Conclusion
SAL can inhibit the inflammation and melanogenesis of the skin by targeting P4HB and regulating the formation of the IRF1/USF1 transcription complex. In addition, SAL-plus may be a new melanin production and inflammatory inhibitor.
Methods
VISIA skin analysis imaging system and DermaLab instruments were used to detect the melanin reduction and skin brightness improvement rate of the volunteers. UV-treated Kunming mice were used to detect the effect of SAL on skin inflammation and melanin production. Molecular docking and Biacore were used to verify the target of SAL. Immunofluorescence, luciferase reporter assay, CO-IP, pull-down, Western blot, proximity ligation assay (PLA), and qPCR were used to investigate the molecular mechanism by which SAL regulates skin inflammation and melanin production.
Results
SAL can inhibit the inflammation and melanin production of the volunteers.
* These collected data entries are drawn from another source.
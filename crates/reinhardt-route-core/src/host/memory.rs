//! In-memory navigation host.

use super::{ClickEvent, ClickHandler, ClickOutcome, HostListener, NavigationHost, TimerId};
use crate::config::ClickEventKind;
use crate::error::RouteError;
use std::cell::RefCell;
use std::collections::BTreeMap;
use std::fmt;
use std::rc::{Rc, Weak};
use std::time::Duration;
use url::Url;

// Upper bound on timers fired by `run_until_idle`, so a self-rescheduling
// callback cannot spin forever.
const MAX_IDLE_ROUNDS: usize = 10_000;

type Timer = (Duration, Box<dyn FnOnce()>);

struct MemoryState {
	entries: Vec<String>,
	index: usize,
	title: String,
	ready: bool,
	ready_callbacks: Vec<Box<dyn FnOnce()>>,
	now: Duration,
	next_timer: i32,
	timers: BTreeMap<i32, Timer>,
	next_listener: u64,
	pop_listeners: Vec<(u64, Rc<dyn Fn()>)>,
	click_listeners: Vec<(u64, ClickEventKind, ClickHandler)>,
}

impl MemoryState {
	fn current(&self) -> &str {
		&self.entries[self.index]
	}

	fn push(&mut self, url: String) {
		self.entries.truncate(self.index + 1);
		self.entries.push(url);
		self.index = self.entries.len() - 1;
	}

	fn pop_snapshot(&self) -> Vec<Rc<dyn Fn()>> {
		self.pop_listeners.iter().map(|(_, cb)| Rc::clone(cb)).collect()
	}

	/// Removes and returns the earliest timer due at or before `until`.
	fn take_due(&mut self, until: Option<Duration>) -> Option<Timer> {
		let id = self
			.timers
			.iter()
			.filter(|(_, (due, _))| until.is_none_or(|limit| *due <= limit))
			.min_by_key(|(id, (due, _))| (*due, **id))
			.map(|(id, _)| *id)?;
		self.timers.remove(&id)
	}
}

/// Session history, document state and timers held in memory.
///
/// Timers only fire when the test (or embedding) advances the virtual clock
/// with [`MemoryHost::advance`] or [`MemoryHost::run_until_idle`]. Clones
/// share the same state.
///
/// ```
/// use reinhardt_route_core::host::{MemoryHost, NavigationHost};
///
/// let host = MemoryHost::new("http://localhost/");
/// host.push_state("#users", "Users").unwrap();
/// assert_eq!(host.current_url().as_deref(), Some("http://localhost/#users"));
/// host.back();
/// assert_eq!(host.current_url().as_deref(), Some("http://localhost/"));
/// ```
#[derive(Clone)]
pub struct MemoryHost {
	state: Rc<RefCell<MemoryState>>,
}

impl MemoryHost {
	/// Creates a ready document at `url`.
	pub fn new(url: impl Into<String>) -> Self {
		Self {
			state: Rc::new(RefCell::new(MemoryState {
				entries: vec![url.into()],
				index: 0,
				title: String::new(),
				ready: true,
				ready_callbacks: Vec::new(),
				now: Duration::ZERO,
				next_timer: 1,
				timers: BTreeMap::new(),
				next_listener: 0,
				pop_listeners: Vec::new(),
				click_listeners: Vec::new(),
			})),
		}
	}

	/// Creates a document at `url` that is still loading.
	pub fn loading(url: impl Into<String>) -> Self {
		let host = Self::new(url);
		host.state.borrow_mut().ready = false;
		host
	}

	/// Marks the document ready and runs the queued ready callbacks.
	pub fn set_ready(&self) {
		let callbacks = {
			let mut state = self.state.borrow_mut();
			state.ready = true;
			std::mem::take(&mut state.ready_callbacks)
		};
		for callback in callbacks {
			callback();
		}
	}

	/// Replaces the current entry without firing any event, like a page load.
	pub fn set_url(&self, url: impl Into<String>) {
		let mut state = self.state.borrow_mut();
		let index = state.index;
		state.entries[index] = url.into();
	}

	/// Changes the fragment, pushing an entry and firing `hashchange`.
	pub fn set_hash(&self, hash: &str) {
		let next = {
			let state = self.state.borrow();
			let current = state.current();
			let head = current.split_once('#').map_or(current, |(head, _)| head);
			format!("{head}#{}", hash.trim_start_matches('#'))
		};
		self.state.borrow_mut().push(next);
		self.fire_pop_state();
	}

	/// Goes one entry back, firing `popstate`. Returns `false` at the start.
	pub fn back(&self) -> bool {
		{
			let mut state = self.state.borrow_mut();
			if state.index == 0 {
				return false;
			}
			state.index -= 1;
		}
		self.fire_pop_state();
		true
	}

	/// Goes one entry forward, firing `popstate`. Returns `false` at the end.
	pub fn forward(&self) -> bool {
		{
			let mut state = self.state.borrow_mut();
			if state.index + 1 >= state.entries.len() {
				return false;
			}
			state.index += 1;
		}
		self.fire_pop_state();
		true
	}

	/// Dispatches a `click` to the document.
	pub fn click(&self, event: &ClickEvent) -> ClickOutcome {
		self.dispatch_click(ClickEventKind::Click, event)
	}

	/// Dispatches a click-like DOM event to the document.
	///
	/// When no handler intercepts it, a click on a followable anchor performs
	/// the browser default: a fragment-only jump pushes an entry and fires
	/// `hashchange`; any other link replaces the document at that URL.
	pub fn dispatch_click(&self, kind: ClickEventKind, event: &ClickEvent) -> ClickOutcome {
		let handlers: Vec<ClickHandler> = self
			.state
			.borrow()
			.click_listeners
			.iter()
			.filter(|(_, listening, _)| *listening == kind)
			.map(|(_, _, cb)| Rc::clone(cb))
			.collect();

		let mut outcome = ClickOutcome::Native;
		for handler in handlers {
			if handler(event) == ClickOutcome::Intercepted {
				outcome = ClickOutcome::Intercepted;
			}
		}

		if outcome == ClickOutcome::Native && !event.default_prevented {
			self.follow(event);
		}
		outcome
	}

	fn follow(&self, event: &ClickEvent) {
		let Some(anchor) = &event.anchor else {
			return;
		};
		let Some(href) = &anchor.href else {
			return;
		};
		if anchor.download || anchor.target.as_deref().is_some_and(|t| t != "_self") {
			return;
		}
		let Ok(target) = self.resolve(href) else {
			return;
		};

		let same_document = {
			let state = self.state.borrow();
			let current = state.current();
			let strip = |url: &str| url.split_once('#').map_or(url, |(head, _)| head).to_string();
			strip(current) == strip(&target) && target.contains('#') && target != current
		};

		if same_document {
			self.state.borrow_mut().push(target);
			self.fire_pop_state();
		} else {
			self.state.borrow_mut().push(target);
		}
	}

	/// Moves the virtual clock forward, firing every timer that falls due.
	pub fn advance(&self, by: Duration) {
		let until = self.state.borrow().now + by;
		loop {
			let timer = self.state.borrow_mut().take_due(Some(until));
			let Some((due, callback)) = timer else {
				break;
			};
			self.state.borrow_mut().now = due;
			callback();
		}
		self.state.borrow_mut().now = until;
	}

	/// Fires timers until none remain.
	pub fn run_until_idle(&self) {
		for _ in 0..MAX_IDLE_ROUNDS {
			let timer = self.state.borrow_mut().take_due(None);
			let Some((due, callback)) = timer else {
				return;
			};
			{
				let mut state = self.state.borrow_mut();
				state.now = state.now.max(due);
			}
			callback();
		}
	}

	/// Number of scheduled, unfired timers.
	pub fn pending_timers(&self) -> usize {
		self.state.borrow().timers.len()
	}

	/// Number of session history entries.
	pub fn history_len(&self) -> usize {
		self.state.borrow().entries.len()
	}

	/// Every session history entry, oldest first.
	pub fn entries(&self) -> Vec<String> {
		self.state.borrow().entries.clone()
	}

	/// Number of attached popstate/hashchange listeners.
	pub fn pop_listener_count(&self) -> usize {
		self.state.borrow().pop_listeners.len()
	}

	/// Number of attached click listeners.
	pub fn click_listener_count(&self) -> usize {
		self.state.borrow().click_listeners.len()
	}

	fn resolve(&self, url: &str) -> Result<String, RouteError> {
		let current = self.state.borrow().current().to_string();
		let base = Url::parse(&current).map_err(|e| RouteError::HistoryFailed(e.to_string()))?;
		let resolved = base
			.join(url)
			.map_err(|e| RouteError::HistoryFailed(e.to_string()))?;
		if resolved.origin() != base.origin() {
			return Err(RouteError::HistoryFailed(format!(
				"{resolved} is not same-origin with {current}"
			)));
		}
		Ok(resolved.to_string())
	}

	fn fire_pop_state(&self) {
		let listeners = self.state.borrow().pop_snapshot();
		for listener in listeners {
			listener();
		}
	}

	fn next_listener_id(&self) -> u64 {
		let mut state = self.state.borrow_mut();
		let id = state.next_listener;
		state.next_listener += 1;
		id
	}
}

impl fmt::Debug for MemoryHost {
	fn fmt(&self, f: &mut fmt::Formatter<'_>) -> fmt::Result {
		let state = self.state.borrow();
		f.debug_struct("MemoryHost")
			.field("url", &state.current())
			.field("history_len", &state.entries.len())
			.field("ready", &state.ready)
			.field("pending_timers", &state.timers.len())
			.finish()
	}
}

impl NavigationHost for MemoryHost {
	fn current_url(&self) -> Option<String> {
		Some(self.state.borrow().current().to_string())
	}

	fn history_available(&self) -> bool {
		true
	}

	fn push_state(&self, url: &str, _title: &str) -> Result<(), RouteError> {
		let resolved = self.resolve(url)?;
		self.state.borrow_mut().push(resolved);
		Ok(())
	}

	fn replace_state(&self, url: &str, _title: &str) -> Result<(), RouteError> {
		let resolved = self.resolve(url)?;
		let mut state = self.state.borrow_mut();
		let index = state.index;
		state.entries[index] = resolved;
		Ok(())
	}

	fn title(&self) -> String {
		self.state.borrow().title.clone()
	}

	fn set_title(&self, title: &str) {
		self.state.borrow_mut().title = title.to_string();
	}

	fn is_ready(&self) -> bool {
		self.state.borrow().ready
	}

	fn when_ready(&self, callback: Box<dyn FnOnce()>) {
		let ready = self.state.borrow().ready;
		if ready {
			callback();
		} else {
			self.state.borrow_mut().ready_callbacks.push(callback);
		}
	}

	fn set_timeout(&self, delay: Duration, callback: Box<dyn FnOnce()>) -> TimerId {
		let mut state = self.state.borrow_mut();
		let id = state.next_timer;
		state.next_timer += 1;
		let due = state.now + delay;
		state.timers.insert(id, (due, callback));
		TimerId::new(id)
	}

	fn clear_timeout(&self, timer: TimerId) {
		self.state.borrow_mut().timers.remove(&timer.raw());
	}

	fn on_pop_state(&self, callback: Rc<dyn Fn()>) -> Result<HostListener, RouteError> {
		let id = self.next_listener_id();
		self.state.borrow_mut().pop_listeners.push((id, callback));
		let state: Weak<RefCell<MemoryState>> = Rc::downgrade(&self.state);
		Ok(HostListener::new(move || {
			if let Some(state) = state.upgrade() {
				state.borrow_mut().pop_listeners.retain(|(existing, _)| *existing != id);
			}
		}))
	}

	fn on_link_click(
		&self,
		kind: ClickEventKind,
		callback: ClickHandler,
	) -> Result<HostListener, RouteError> {
		let id = self.next_listener_id();
		self.state
			.borrow_mut()
			.click_listeners
			.push((id, kind, callback));
		let state: Weak<RefCell<MemoryState>> = Rc::downgrade(&self.state);
		Ok(HostListener::new(move || {
			if let Some(state) = state.upgrade() {
				state
					.borrow_mut()
					.click_listeners
					.retain(|(existing, _, _)| *existing != id);
			}
		}))
	}
}

#[cfg(test)]
mod tests {
	use super::*;
	use crate::host::Anchor;
	use rstest::rstest;
	use std::cell::Cell;

	fn counter() -> (Rc<Cell<u32>>, Rc<dyn Fn()>) {
		let hits = Rc::new(Cell::new(0));
		let inner = hits.clone();
		(hits, Rc::new(move || inner.set(inner.get() + 1)))
	}

	#[rstest]
	fn test_push_and_replace_resolve_relative_urls() {
		let host = MemoryHost::new("http://localhost/app/");
		host.push_state("users/42", "").unwrap();
		assert_eq!(host.current_url().as_deref(), Some("http://localhost/app/users/42"));

		host.replace_state("/about", "").unwrap();
		assert_eq!(host.current_url().as_deref(), Some("http://localhost/about"));
		assert_eq!(host.history_len(), 2);
	}

	#[rstest]
	fn test_push_state_rejects_cross_origin() {
		let host = MemoryHost::new("http://localhost/");
		let result = host.push_state("https://evil.example/", "");
		assert!(matches!(result, Err(RouteError::HistoryFailed(_))));
		assert_eq!(host.history_len(), 1);
	}

	#[rstest]
	fn test_push_truncates_forward_entries() {
		let host = MemoryHost::new("http://localhost/");
		host.push_state("#a", "").unwrap();
		host.push_state("#b", "").unwrap();
		host.back();
		host.push_state("#c", "").unwrap();
		assert_eq!(
			host.entries(),
			vec!["http://localhost/", "http://localhost/#a", "http://localhost/#c"]
		);
	}

	#[rstest]
	fn test_back_forward_fire_pop_state() {
		let host = MemoryHost::new("http://localhost/");
		let (hits, callback) = counter();
		let _guard = host.on_pop_state(callback).unwrap();
		host.push_state("#a", "").unwrap();

		assert!(host.back());
		assert!(!host.back());
		assert!(host.forward());
		assert!(!host.forward());

		assert_eq!(hits.get(), 2);
	}

	#[rstest]
	fn test_pop_listener_detaches_on_drop() {
		let host = MemoryHost::new("http://localhost/");
		let (hits, callback) = counter();
		let guard = host.on_pop_state(callback).unwrap();
		assert_eq!(host.pop_listener_count(), 1);

		drop(guard);
		host.set_hash("x");

		assert_eq!(host.pop_listener_count(), 0);
		assert_eq!(hits.get(), 0);
	}

	#[rstest]
	fn test_set_hash_replaces_fragment() {
		let host = MemoryHost::new("http://localhost/#old");
		host.set_hash("#new");
		assert_eq!(host.current_url().as_deref(), Some("http://localhost/#new"));
	}

	#[rstest]
	fn test_timers_fire_in_due_order() {
		let host = MemoryHost::new("http://localhost/");
		let log = Rc::new(RefCell::new(Vec::new()));
		for (label, ms) in [("late", 5), ("early", 1), ("mid", 3)] {
			let log = log.clone();
			host.set_timeout(
				Duration::from_millis(ms),
				Box::new(move || log.borrow_mut().push(label)),
			);
		}

		host.advance(Duration::from_millis(3));
		assert_eq!(*log.borrow(), vec!["early", "mid"]);

		host.run_until_idle();
		assert_eq!(*log.borrow(), vec!["early", "mid", "late"]);
	}

	#[rstest]
	fn test_clear_timeout() {
		let host = MemoryHost::new("http://localhost/");
		let (hits, callback) = counter();
		let timer = host.set_timeout(Duration::ZERO, Box::new(move || callback()));
		host.clear_timeout(timer);
		host.run_until_idle();
		assert_eq!(hits.get(), 0);
	}

	#[rstest]
	fn test_loading_document_defers_ready_callbacks() {
		let host = MemoryHost::loading("http://localhost/");
		let (hits, callback) = counter();
		host.when_ready(Box::new(move || callback()));
		assert!(!host.is_ready());
		assert_eq!(hits.get(), 0);

		host.set_ready();
		assert_eq!(hits.get(), 1);
	}

	#[rstest]
	fn test_unintercepted_hash_link_fires_hashchange() {
		let host = MemoryHost::new("http://localhost/");
		let (hits, callback) = counter();
		let _guard = host.on_pop_state(callback).unwrap();

		let outcome = host.click(&ClickEvent::on(Anchor::new("http://localhost/#top")));

		assert_eq!(outcome, ClickOutcome::Native);
		assert_eq!(host.current_url().as_deref(), Some("http://localhost/#top"));
		assert_eq!(hits.get(), 1);
	}

	#[rstest]
	fn test_intercepted_click_does_not_navigate() {
		let host = MemoryHost::new("http://localhost/");
		let _guard = host
			.on_link_click(ClickEventKind::Click, Rc::new(|_| ClickOutcome::Intercepted))
			.unwrap();

		let outcome = host.click(&ClickEvent::on(Anchor::new("http://localhost/other")));

		assert_eq!(outcome, ClickOutcome::Intercepted);
		assert_eq!(host.history_len(), 1);
	}

	#[rstest]
	fn test_click_kind_filters_listeners() {
		let host = MemoryHost::new("http://localhost/");
		let _guard = host
			.on_link_click(ClickEventKind::TouchStart, Rc::new(|_| ClickOutcome::Intercepted))
			.unwrap();

		let outcome = host.click(&ClickEvent::on(Anchor::new("http://localhost/other")));
		assert_eq!(outcome, ClickOutcome::Native);
		assert_eq!(host.click_listener_count(), 1);
	}
}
SAL also exerted a protective effect on the UV-treated Kunming mice. SAL can inhibit the tyrosinase (TYR) activity and TYR mRNA expression in A375 cells. SAL can also regulate the ubiquitination degradation of interferon regulatory factor 1 (IRF1) by targeting prolyl 4-hydroxylase beta polypeptide (P4HB) to mediate inflammation and melanin production. This study also revealed that IRF1 and upstream stimulatory factor 1 (USF1) can form a transcription complex to regulate TYR mRNA expression. IRF1 also mediated inflammatory reaction and TYR expression under UV- and lipopolysaccharide-induced conditions. Moreover, SAL derivative SAL-plus (1-(3,5-dihydroxyphenyl) ethyl-β-d-glucoside) showed better effect on inflammation and melanin production than SAL.